Anyways, I can always spin up more instances of this app, but I'd like to make each instance as efficient as possible. Here's my question:
Are there any config options, general strategies, etc that should be considered for Kafka Streams app with this level of throughput?
Are there any guidelines for how memory intensive a single instance should have? Even if you have a somewhat arbitrary guideline, it may be helpful to share with others. One of my instances is currently utilizing 15GB of memory - I have no idea if that's good/bad/doesn't matter.
Any help would be greatly appreciated!
With your current pattern
stream.....reduce().toStream().to(OUTPUT_TOPIC);
builder.table(OUTPUT_TOPIC, REKEYED_STORE)

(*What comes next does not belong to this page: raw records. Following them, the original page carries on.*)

//! Tests that queue state survives a process restart.

#![allow(clippy::unwrap_used, clippy::expect_used)]

use std::{
    sync::Arc,
    time::{Duration, SystemTime},
};

use postrider_common::envelope::Envelope;
use postrider_spool::{
    BackingStore, DeliveryStatus, Disposition, FileBackingStore, QueueStore,
};

const MAX_SIZE: usize = 1024 * 1024;

fn envelope() -> Envelope {
    Envelope::new(
        "sender@example.com".to_owned(),
        vec!["rcpt@example.com".to_owned(), "cc@example.com".to_owned()],
        b"Subject: restart\r\n\r\nstill here\r\n".to_vec(),
    )
}

async fn open(dir: &std::path::Path) -> QueueStore {
    let backend = FileBackingStore::open(dir).await.expect("open backend");
    QueueStore::open(Arc::new(backend) as Arc<dyn BackingStore>, MAX_SIZE)
        .await
        .expect("open store")
}

#[tokio::test]
async fn accepted_message_survives_restart() {
    let dir = tempfile::tempdir().expect("tempdir");

    let id = {
        let store = open(dir.path()).await;
        store.enqueue(envelope()).await.expect("enqueue")
    };

    let restarted = open(dir.path()).await;
    let record = restarted.get(id).await.expect("get");

    assert_eq!(record.status, DeliveryStatus::Pending);
    assert_eq!(record.envelope, envelope());
    assert_eq!(record.attempt_count, 0);
}

#[tokio::test]
async fn in_flight_record_is_requeued_on_startup() {
    let dir = tempfile::tempdir().expect("tempdir");

    let id = {
        let store = open(dir.path()).await;
        let id = store.enqueue(envelope()).await.expect("enqueue");
        let leased = store
            .lease_next(SystemTime::now() + Duration::from_secs(1))
            .await
            .expect("lease")
            .expect("record due");
        assert_eq!(leased.id, id);
        // "Crash" while the attempt is outstanding
        id
    };

    let restarted = open(dir.path()).await;
    assert_eq!(
        restarted.get(id).await.expect("get").status,
        DeliveryStatus::InFlight,
        "the stale lease is still on disk before recovery"
    );

    let recovered = restarted.recover().await.expect("recover");
    assert_eq!(recovered, 1);

    let record = restarted.get(id).await.expect("get");
    assert_eq!(record.status, DeliveryStatus::Pending);
    assert_eq!(record.attempt_count, 0, "interrupted attempt is not counted");

    // And it is immediately leasable again
    let leased = restarted
        .lease_next(SystemTime::now() + Duration::from_secs(1))
        .await
        .expect("lease")
        .expect("record due");
    assert_eq!(leased.id, id);
}

#[tokio::test]
async fn retry_schedule_survives_restart() {
    let dir = tempfile::tempdir().expect("tempdir");

    let id = {
        let store = open(dir.path()).await;
        let id = store.enqueue(envelope()).await.expect("enqueue");
        store
            .lease_next(SystemTime::now() + Duration::from_secs(1))
            .await
            .expect("lease");
        store
            .complete(
                id,
                Disposition::Retry {
                    delay: Duration::from_secs(300),
                    error: "451 4.3.2 system not accepting messages".to_owned(),
                },
            )
            .await
            .expect("complete");
        id
    };

    let restarted = open(dir.path()).await;
    let recovered = restarted.recover().await.expect("recover");
    assert_eq!(recovered, 0, "a scheduled retry is not a stale lease");

    let record = restarted.get(id).await.expect("get");
    assert_eq!(record.status, DeliveryStatus::Retrying);
    assert_eq!(record.attempt_count, 1);
    assert_eq!(
        record.last_error.as_deref(),
        Some("451 4.3.2 system not accepting messages")
    );

    // Not due yet
    assert_eq!(
        restarted
            .lease_next(SystemTime::now())
            .await
            .expect("lease"),
        None
    );
}

#[tokio::test]
async fn terminal_records_stay_terminal_across_restart() {
    let dir = tempfile::tempdir().expect("tempdir");

    let id = {
        let store = open(dir.path()).await;
        let id = store.enqueue(envelope()).await.expect("enqueue");
        store
            .lease_next(SystemTime::now() + Duration::from_secs(1))
            .await
            .expect("lease");
        store
            .complete(id, Disposition::Delivered)
            .await
            .expect("complete");
        id
    };

    let restarted = open(dir.path()).await;
    restarted.recover().await.expect("recover");

    let record = restarted.get(id).await.expect("get");
    assert_eq!(record.status, DeliveryStatus::Delivered);
    assert_eq!(
        restarted
            .lease_next(SystemTime::now() + Duration::from_secs(3600))
            .await
            .expect("lease"),
        None,
        "terminal records are never dispatched again"
    );
}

you get two stores with the same content. One for the reduce() operator and one for reading the table() -- this can be reduced to one store though:
KTable rekeyedTable = stream.....reduce(.);
rekeyedTable.toStream().to(OUTPUT_TOPIC); // in case you need this output topic; otherwise you can also omit it completely
This should reduce your memory usage notably.
About windowing vs non-windowing:
it's a matter of your required semantics; so simple switching from a non-windowed to a windowed reduce seems to be questionable.

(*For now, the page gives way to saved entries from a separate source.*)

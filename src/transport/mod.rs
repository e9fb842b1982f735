//! Outbound HTTP for both catalog sources.
//!
//! - [`HttpTransport`] issues JSON GET requests and classifies failures
//! - [`Downloader`] streams binary transfers to disk with retry/backoff
//!
//! Neither type holds per-request state, so a single instance can be shared
//! across concurrent calls.

mod download;
mod http;

pub use download::{Downloader, RetryPolicy, DEFAULT_CHUNK_SIZE};
pub use http::{HttpTransport, Payload};

/// Failures talking to a catalog endpoint.
#[derive(Debug, Clone, PartialEq, Eq, thiserror::Error)]
pub enum TransportError {
    #[error("Request to {url} failed: {reason}")]
    Network { url: String, reason: String },

    #[error("HTTP {status} from {url}")]
    Status { status: u16, url: String },

    #[error("Request blocked by JioSaavn. Try again later.")]
    Blocked,

    #[error("JioSaavn API returned invalid response format.")]
    InvalidFormat,

    #[error("Failed to decode response: {0}")]
    Decode(String),
}

/// Failures resolving or transferring audio.
#[derive(Debug, Clone, PartialEq, Eq, thiserror::Error)]
pub enum DownloadError {
    #[error("Unable to retrieve the download URL for song {0}")]
    NoAuthUrl(String),

    #[error("Failed to download after {attempts} attempts: {reason}")]
    TransferFailed { attempts: u32, reason: String },

    #[error("Download rejected with HTTP {status}")]
    Rejected { status: u16 },

    #[error("Failed to write {path}: {reason}")]
    Io { path: String, reason: String },
}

Even if you can also go with windowed semantics, you would not necessarily reduce memory. Note, in aggregation case, Streams does not store the raw records but only the current aggregate result (ie, key + currentAgg). Thus, for a single key, the storage requirement is the same for both cases (a single window has the same storage requirement). At the same time, if you go with windows, you might actually need more memory as you get an aggregate pro key pro window (while you get just a single aggregate pro key in the non-window case). The only scenario you might save memory, is the case for which you 'key space' is spread out over a long period of time. For example, you might not get any input records for some keys for a long time. In the non-windowed case, the aggregate(s) of those records will be stores all the time, while for the windowed case the key/agg record will be dropped and new entried will be re-created if records with this key occure later on again (but keep in mind, that you lost the previous aggergate in this case -- cf. (1))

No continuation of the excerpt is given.